YOUR ASSIGNMENT:
Every line of the records below from the line with "let this = self.clone();" up to and including the line with "let checked = tokio::spawn(async" must be reproduced exactly, and no line outside that range.
------------------------
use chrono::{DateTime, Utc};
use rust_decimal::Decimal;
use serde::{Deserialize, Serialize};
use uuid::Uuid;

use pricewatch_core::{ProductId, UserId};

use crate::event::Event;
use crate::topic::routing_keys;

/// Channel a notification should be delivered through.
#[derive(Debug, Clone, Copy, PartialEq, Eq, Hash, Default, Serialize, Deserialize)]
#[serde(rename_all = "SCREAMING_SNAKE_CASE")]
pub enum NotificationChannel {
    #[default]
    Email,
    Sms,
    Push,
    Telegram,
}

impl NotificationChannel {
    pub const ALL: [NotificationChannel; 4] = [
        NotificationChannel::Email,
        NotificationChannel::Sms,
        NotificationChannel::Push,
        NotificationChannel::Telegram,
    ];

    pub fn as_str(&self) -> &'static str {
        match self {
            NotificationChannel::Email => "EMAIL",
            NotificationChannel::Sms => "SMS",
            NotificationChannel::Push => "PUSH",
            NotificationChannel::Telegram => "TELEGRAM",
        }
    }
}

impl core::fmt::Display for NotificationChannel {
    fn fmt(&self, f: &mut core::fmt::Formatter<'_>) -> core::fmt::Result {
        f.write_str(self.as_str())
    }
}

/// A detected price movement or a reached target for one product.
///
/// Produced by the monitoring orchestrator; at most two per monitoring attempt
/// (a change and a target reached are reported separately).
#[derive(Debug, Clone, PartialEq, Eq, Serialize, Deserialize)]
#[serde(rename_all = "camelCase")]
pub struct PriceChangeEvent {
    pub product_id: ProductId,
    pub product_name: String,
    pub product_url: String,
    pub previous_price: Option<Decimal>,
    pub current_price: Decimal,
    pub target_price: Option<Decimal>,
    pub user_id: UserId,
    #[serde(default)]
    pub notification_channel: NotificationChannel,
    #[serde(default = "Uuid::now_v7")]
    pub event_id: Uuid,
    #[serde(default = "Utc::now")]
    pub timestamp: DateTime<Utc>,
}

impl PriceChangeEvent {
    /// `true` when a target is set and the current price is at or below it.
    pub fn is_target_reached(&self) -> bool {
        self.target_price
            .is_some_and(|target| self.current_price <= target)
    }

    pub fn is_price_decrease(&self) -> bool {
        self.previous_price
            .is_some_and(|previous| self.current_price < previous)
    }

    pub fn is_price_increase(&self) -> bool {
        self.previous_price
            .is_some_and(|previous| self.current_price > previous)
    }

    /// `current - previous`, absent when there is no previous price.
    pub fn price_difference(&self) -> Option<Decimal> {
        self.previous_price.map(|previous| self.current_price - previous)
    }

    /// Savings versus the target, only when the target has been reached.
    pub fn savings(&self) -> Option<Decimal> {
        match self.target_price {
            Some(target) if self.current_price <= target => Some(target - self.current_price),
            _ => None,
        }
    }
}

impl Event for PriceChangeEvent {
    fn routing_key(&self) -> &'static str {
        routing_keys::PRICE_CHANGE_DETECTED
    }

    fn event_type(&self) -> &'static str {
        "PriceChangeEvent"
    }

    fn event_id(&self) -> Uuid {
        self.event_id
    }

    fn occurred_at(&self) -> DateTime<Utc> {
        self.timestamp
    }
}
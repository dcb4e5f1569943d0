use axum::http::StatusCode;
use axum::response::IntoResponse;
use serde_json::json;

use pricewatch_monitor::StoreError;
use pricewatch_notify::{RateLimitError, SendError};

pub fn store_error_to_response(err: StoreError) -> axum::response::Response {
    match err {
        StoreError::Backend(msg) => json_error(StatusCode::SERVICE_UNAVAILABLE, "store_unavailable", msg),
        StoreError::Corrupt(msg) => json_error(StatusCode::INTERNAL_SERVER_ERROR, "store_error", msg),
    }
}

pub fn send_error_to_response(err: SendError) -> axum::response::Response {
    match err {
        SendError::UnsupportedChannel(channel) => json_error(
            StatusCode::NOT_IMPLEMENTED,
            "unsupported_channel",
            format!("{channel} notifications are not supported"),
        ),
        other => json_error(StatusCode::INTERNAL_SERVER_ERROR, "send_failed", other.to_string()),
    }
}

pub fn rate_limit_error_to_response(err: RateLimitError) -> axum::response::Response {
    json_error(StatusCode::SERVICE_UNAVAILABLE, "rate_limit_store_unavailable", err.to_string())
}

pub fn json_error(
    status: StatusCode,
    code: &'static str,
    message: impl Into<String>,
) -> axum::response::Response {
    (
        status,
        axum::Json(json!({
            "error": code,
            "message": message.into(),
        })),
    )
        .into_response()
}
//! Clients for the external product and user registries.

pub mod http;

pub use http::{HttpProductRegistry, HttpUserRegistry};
------------------------
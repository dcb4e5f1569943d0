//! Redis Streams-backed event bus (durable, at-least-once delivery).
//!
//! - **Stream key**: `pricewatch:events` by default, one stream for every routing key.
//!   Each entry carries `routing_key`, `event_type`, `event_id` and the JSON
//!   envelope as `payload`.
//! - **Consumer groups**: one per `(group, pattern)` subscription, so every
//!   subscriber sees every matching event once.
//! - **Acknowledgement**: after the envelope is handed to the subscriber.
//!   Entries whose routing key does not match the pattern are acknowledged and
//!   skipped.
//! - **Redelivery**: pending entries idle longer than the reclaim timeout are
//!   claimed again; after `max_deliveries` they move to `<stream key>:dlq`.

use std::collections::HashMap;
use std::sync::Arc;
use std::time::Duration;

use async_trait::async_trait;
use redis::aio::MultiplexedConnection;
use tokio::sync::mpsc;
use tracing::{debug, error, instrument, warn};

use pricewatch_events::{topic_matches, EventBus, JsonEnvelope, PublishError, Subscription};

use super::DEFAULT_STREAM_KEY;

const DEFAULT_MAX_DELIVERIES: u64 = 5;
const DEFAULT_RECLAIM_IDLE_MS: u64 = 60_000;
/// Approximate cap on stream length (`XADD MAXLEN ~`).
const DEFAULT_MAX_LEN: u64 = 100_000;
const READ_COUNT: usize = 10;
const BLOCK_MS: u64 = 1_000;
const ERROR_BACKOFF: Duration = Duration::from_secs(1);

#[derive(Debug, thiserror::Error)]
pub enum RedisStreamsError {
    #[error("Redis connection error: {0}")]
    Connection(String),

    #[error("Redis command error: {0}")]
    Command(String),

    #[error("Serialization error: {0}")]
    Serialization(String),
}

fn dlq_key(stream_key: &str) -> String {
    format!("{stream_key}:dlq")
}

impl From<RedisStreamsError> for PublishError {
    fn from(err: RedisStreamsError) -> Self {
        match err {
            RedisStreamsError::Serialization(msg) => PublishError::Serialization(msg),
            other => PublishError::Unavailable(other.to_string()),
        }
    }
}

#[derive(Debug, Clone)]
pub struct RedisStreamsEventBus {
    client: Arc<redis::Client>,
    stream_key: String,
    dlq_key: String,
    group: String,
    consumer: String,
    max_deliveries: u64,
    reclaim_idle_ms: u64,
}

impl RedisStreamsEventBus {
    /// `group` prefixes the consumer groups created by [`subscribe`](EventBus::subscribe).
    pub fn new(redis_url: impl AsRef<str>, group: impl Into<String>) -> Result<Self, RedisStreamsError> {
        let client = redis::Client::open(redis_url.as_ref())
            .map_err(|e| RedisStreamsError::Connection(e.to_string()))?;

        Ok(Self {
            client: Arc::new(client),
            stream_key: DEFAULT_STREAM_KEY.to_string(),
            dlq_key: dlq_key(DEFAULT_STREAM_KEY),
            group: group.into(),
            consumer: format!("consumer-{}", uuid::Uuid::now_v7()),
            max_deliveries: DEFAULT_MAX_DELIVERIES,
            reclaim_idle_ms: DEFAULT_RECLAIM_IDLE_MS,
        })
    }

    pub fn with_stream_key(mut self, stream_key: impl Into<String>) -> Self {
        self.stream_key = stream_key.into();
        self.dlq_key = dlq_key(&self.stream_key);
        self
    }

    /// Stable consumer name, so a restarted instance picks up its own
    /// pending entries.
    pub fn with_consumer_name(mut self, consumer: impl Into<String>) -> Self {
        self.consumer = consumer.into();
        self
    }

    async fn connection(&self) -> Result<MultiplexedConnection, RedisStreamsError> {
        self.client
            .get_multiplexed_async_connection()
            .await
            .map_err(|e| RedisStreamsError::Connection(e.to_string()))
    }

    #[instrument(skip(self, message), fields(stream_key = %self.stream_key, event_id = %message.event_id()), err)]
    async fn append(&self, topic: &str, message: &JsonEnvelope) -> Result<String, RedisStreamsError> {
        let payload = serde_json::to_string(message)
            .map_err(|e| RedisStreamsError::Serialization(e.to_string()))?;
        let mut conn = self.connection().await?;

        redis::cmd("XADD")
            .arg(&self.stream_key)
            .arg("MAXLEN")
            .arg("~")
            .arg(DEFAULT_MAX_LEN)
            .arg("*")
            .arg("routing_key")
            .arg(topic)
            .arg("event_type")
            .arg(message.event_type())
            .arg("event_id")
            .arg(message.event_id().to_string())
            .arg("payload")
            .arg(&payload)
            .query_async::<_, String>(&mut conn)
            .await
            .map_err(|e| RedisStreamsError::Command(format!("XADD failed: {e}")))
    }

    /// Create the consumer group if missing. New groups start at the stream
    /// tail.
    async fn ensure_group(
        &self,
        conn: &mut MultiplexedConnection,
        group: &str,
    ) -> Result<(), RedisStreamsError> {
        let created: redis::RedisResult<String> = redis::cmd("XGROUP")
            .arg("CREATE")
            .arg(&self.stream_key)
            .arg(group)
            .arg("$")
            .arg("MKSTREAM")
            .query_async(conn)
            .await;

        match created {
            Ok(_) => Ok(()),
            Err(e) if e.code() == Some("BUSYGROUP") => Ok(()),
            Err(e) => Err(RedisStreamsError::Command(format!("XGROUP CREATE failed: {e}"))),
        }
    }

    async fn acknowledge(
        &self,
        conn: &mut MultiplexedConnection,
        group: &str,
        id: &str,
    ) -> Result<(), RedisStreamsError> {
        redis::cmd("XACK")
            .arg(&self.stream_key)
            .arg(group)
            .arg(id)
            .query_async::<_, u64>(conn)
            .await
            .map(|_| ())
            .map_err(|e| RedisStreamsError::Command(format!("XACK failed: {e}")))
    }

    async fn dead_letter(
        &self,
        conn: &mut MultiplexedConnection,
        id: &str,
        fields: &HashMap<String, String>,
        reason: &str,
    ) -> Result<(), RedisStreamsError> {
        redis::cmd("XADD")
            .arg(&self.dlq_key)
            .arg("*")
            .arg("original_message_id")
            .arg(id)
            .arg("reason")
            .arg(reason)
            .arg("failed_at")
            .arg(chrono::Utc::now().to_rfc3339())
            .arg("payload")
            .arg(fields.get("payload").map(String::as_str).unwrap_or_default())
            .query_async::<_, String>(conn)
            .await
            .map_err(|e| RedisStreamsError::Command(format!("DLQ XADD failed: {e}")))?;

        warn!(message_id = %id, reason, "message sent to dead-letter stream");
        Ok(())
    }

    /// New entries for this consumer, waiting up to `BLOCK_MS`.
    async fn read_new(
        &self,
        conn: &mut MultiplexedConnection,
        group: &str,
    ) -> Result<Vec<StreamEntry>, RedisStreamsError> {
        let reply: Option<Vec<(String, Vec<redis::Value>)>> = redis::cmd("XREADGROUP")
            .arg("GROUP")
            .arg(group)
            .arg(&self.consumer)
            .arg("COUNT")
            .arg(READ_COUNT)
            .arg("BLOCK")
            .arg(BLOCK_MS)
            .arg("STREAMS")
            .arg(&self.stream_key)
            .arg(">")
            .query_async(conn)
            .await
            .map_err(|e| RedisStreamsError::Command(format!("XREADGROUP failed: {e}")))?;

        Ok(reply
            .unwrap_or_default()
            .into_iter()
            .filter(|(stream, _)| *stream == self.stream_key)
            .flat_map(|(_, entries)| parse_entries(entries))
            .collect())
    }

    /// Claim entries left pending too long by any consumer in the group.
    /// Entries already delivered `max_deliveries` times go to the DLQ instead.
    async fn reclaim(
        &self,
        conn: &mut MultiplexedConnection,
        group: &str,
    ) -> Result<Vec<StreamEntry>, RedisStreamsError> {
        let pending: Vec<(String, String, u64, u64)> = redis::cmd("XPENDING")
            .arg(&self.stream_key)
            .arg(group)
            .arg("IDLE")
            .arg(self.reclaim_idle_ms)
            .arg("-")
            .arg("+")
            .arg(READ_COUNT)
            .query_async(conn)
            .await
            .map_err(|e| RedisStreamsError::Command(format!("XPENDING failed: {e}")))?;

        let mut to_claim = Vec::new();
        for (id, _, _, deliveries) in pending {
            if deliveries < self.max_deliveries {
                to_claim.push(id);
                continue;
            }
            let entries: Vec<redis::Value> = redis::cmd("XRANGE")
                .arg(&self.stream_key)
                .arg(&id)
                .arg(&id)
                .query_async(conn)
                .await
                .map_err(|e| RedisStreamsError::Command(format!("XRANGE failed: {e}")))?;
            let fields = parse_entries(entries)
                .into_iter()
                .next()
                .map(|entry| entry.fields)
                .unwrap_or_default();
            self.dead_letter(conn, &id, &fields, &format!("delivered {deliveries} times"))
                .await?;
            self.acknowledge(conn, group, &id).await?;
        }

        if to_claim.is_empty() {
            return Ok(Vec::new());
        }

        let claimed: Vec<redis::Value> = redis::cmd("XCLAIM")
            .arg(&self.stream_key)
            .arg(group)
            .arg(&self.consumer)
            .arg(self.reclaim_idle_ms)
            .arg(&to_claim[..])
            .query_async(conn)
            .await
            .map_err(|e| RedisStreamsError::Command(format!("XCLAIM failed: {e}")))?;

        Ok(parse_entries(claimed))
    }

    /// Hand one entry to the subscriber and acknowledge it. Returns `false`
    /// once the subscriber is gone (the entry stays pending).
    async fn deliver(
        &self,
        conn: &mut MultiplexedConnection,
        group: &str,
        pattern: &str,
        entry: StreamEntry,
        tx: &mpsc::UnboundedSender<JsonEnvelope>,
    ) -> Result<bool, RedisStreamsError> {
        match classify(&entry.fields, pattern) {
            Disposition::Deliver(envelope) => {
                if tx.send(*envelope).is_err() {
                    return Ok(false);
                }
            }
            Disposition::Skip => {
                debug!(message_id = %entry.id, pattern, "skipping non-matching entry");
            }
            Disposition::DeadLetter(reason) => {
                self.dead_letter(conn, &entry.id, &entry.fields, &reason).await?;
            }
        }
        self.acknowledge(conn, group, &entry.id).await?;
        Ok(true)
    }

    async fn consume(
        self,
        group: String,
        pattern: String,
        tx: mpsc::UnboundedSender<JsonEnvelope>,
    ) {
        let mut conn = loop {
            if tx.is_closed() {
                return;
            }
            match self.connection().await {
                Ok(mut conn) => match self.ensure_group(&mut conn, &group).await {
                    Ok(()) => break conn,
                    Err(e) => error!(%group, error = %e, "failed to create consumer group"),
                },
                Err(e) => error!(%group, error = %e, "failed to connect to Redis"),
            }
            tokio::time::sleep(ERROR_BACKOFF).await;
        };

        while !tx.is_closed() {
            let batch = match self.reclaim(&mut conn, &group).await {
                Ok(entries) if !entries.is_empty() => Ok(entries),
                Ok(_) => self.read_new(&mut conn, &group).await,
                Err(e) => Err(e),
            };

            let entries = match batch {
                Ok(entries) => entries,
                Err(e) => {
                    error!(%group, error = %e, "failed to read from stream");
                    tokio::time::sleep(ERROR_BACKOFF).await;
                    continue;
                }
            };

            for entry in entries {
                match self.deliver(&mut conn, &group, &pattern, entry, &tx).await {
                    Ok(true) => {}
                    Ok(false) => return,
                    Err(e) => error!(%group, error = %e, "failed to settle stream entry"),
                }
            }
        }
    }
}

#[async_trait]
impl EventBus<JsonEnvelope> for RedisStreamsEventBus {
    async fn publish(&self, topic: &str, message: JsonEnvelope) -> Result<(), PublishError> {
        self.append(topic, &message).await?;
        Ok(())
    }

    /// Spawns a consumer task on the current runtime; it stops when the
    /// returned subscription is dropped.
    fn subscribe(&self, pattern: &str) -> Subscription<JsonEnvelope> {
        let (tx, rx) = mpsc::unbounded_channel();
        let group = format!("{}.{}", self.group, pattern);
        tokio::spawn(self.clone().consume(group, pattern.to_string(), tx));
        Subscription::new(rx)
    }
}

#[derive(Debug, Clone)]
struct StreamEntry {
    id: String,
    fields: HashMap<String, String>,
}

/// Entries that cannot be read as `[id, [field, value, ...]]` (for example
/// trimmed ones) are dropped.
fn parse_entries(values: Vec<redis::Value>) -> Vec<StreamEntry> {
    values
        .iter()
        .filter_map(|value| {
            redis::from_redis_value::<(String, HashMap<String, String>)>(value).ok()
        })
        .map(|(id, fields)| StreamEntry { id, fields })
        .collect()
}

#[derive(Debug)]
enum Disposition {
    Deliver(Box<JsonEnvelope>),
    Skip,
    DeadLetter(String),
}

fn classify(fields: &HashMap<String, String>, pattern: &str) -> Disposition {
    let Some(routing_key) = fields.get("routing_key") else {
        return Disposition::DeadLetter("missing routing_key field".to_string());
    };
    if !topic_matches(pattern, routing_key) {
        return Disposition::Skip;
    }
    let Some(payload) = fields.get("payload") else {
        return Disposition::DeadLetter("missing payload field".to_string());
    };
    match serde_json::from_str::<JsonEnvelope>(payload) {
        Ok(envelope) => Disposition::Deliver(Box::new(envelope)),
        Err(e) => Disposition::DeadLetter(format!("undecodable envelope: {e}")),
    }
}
------------------------
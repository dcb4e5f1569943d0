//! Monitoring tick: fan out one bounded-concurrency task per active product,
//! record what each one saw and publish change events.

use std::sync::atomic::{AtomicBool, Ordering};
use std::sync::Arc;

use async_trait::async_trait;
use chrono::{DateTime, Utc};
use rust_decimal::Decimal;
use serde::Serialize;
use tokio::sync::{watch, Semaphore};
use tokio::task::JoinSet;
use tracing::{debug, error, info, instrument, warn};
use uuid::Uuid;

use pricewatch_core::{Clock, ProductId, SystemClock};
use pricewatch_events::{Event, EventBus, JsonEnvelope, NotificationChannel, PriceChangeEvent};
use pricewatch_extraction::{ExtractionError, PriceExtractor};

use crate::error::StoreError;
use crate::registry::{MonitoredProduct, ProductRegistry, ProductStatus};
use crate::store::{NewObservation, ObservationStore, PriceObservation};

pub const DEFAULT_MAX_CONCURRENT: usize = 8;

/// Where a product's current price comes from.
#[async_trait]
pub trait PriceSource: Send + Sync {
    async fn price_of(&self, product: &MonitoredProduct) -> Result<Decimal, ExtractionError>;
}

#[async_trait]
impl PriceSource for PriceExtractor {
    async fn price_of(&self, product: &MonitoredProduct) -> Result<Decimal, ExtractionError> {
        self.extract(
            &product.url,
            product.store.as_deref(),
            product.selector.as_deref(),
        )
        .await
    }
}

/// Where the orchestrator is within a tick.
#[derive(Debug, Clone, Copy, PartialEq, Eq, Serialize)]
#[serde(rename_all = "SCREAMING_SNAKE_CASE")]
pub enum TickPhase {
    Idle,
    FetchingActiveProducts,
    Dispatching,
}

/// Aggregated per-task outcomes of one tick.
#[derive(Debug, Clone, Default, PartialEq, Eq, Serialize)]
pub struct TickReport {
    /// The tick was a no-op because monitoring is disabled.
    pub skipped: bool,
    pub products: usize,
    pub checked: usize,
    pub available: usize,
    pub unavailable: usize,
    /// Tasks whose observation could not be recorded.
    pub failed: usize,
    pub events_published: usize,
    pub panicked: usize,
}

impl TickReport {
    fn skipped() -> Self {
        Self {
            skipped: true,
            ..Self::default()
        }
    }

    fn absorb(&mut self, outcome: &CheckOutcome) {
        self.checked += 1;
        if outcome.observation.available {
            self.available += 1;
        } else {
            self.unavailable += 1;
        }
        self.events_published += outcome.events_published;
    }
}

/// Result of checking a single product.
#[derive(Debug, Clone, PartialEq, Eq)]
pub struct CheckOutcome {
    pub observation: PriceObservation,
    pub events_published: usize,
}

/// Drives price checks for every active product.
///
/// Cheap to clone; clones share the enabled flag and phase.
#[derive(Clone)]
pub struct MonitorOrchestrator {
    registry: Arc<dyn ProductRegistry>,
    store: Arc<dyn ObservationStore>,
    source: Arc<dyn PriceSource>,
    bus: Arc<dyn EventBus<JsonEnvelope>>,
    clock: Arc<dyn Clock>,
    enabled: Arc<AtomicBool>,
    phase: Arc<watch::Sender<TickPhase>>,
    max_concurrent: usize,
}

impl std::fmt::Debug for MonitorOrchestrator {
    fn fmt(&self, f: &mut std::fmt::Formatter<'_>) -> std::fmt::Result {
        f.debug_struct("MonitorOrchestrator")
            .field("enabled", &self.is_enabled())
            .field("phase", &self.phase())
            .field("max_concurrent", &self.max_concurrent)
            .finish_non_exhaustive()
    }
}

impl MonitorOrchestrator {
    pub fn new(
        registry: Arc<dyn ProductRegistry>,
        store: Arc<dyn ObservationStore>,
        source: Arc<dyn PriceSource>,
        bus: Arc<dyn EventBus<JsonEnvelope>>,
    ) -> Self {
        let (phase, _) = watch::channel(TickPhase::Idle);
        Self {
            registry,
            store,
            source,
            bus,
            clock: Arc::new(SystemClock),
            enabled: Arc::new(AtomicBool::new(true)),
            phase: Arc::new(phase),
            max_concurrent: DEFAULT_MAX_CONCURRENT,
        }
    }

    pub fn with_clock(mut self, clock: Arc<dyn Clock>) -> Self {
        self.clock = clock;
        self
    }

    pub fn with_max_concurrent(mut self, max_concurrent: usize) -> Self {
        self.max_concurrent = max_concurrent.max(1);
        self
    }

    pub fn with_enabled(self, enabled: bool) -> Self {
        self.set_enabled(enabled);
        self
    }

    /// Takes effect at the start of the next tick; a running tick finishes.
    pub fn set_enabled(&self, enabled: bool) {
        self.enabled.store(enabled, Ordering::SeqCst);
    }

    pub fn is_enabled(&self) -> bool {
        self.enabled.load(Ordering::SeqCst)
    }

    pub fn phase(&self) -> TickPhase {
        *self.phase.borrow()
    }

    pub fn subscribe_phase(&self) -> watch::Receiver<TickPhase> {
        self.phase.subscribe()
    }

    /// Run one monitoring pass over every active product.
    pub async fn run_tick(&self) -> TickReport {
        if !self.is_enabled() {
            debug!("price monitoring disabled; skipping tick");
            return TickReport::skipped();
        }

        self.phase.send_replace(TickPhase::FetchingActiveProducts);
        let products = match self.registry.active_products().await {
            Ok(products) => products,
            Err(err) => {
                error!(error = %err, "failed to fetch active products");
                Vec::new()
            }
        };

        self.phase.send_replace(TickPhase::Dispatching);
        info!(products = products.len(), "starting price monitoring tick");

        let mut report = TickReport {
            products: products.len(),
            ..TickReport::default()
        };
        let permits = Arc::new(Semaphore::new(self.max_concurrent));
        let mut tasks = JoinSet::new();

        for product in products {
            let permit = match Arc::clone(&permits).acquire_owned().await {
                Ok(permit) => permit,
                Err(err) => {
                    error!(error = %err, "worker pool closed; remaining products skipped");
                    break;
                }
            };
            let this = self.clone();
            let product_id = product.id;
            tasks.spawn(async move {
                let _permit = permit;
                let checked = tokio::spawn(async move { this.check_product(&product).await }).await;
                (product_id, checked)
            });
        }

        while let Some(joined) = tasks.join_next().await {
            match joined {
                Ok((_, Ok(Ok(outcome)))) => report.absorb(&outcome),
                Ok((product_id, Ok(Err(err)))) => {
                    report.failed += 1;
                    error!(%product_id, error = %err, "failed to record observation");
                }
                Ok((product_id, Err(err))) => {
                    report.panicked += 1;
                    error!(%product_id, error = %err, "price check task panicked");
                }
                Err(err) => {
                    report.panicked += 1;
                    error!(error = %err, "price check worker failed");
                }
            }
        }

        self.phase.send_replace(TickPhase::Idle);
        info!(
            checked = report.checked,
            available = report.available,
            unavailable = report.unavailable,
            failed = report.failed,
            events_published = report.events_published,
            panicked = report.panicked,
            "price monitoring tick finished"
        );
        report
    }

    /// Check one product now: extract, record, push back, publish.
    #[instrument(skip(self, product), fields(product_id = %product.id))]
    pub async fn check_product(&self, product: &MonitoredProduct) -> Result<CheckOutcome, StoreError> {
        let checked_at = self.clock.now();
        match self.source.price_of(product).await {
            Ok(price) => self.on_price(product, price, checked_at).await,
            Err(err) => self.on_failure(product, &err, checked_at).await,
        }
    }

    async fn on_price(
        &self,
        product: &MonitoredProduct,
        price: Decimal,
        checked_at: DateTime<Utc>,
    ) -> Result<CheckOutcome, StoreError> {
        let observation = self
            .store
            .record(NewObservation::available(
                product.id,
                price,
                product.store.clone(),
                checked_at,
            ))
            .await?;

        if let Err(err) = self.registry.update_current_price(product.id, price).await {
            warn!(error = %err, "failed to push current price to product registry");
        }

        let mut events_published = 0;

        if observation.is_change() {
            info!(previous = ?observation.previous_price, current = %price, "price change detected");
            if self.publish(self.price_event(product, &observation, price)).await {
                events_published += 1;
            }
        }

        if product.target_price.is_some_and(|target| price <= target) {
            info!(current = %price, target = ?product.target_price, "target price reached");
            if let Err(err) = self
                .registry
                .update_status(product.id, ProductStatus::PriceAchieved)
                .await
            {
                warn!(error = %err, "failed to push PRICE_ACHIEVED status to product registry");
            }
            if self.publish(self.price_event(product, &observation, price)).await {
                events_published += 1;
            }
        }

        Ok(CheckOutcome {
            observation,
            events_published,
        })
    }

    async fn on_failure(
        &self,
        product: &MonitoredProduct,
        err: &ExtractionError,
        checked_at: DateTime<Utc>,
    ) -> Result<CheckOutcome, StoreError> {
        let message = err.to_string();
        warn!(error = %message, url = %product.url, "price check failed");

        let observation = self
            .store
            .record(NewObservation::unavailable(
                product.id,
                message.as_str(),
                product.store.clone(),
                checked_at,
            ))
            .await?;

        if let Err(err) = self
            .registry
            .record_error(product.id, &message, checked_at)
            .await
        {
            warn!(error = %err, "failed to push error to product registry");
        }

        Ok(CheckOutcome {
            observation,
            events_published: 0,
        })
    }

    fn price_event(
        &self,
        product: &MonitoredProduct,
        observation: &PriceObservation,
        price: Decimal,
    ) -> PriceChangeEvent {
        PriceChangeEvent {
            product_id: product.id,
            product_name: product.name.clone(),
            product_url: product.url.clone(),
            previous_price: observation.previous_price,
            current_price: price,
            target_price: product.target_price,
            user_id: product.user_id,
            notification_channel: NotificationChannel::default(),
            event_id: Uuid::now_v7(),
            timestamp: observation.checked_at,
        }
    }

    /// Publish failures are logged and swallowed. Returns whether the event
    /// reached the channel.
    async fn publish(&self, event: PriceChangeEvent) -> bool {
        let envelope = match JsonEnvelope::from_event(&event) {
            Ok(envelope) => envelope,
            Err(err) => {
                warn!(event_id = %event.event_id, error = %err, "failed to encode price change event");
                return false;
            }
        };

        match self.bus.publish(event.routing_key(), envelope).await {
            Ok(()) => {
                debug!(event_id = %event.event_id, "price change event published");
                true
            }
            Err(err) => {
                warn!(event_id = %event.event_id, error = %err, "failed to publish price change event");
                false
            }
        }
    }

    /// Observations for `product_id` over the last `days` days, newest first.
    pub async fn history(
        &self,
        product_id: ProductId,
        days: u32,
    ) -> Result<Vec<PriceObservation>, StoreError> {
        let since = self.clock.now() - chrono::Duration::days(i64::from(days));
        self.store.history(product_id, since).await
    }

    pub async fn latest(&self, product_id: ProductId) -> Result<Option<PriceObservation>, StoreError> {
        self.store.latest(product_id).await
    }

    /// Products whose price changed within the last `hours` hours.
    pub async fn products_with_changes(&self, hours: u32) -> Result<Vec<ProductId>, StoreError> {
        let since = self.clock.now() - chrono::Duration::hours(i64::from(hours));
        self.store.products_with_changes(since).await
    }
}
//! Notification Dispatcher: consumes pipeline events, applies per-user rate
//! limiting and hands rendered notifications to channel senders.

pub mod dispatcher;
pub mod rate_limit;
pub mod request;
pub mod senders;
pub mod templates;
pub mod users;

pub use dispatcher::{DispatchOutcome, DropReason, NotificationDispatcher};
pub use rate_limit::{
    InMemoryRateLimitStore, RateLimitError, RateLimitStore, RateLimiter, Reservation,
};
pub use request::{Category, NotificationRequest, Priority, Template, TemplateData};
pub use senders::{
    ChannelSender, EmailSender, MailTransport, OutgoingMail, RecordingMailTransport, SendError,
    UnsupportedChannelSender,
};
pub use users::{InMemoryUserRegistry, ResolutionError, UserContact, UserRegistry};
------------------------
EXERCISE ANSWER:
            let this = self.clone();
            let product_id = product.id;
            tasks.spawn(async move {
                let _permit = permit;
                let checked = tokio::spawn(async move { this.check_product(&product).await }).await;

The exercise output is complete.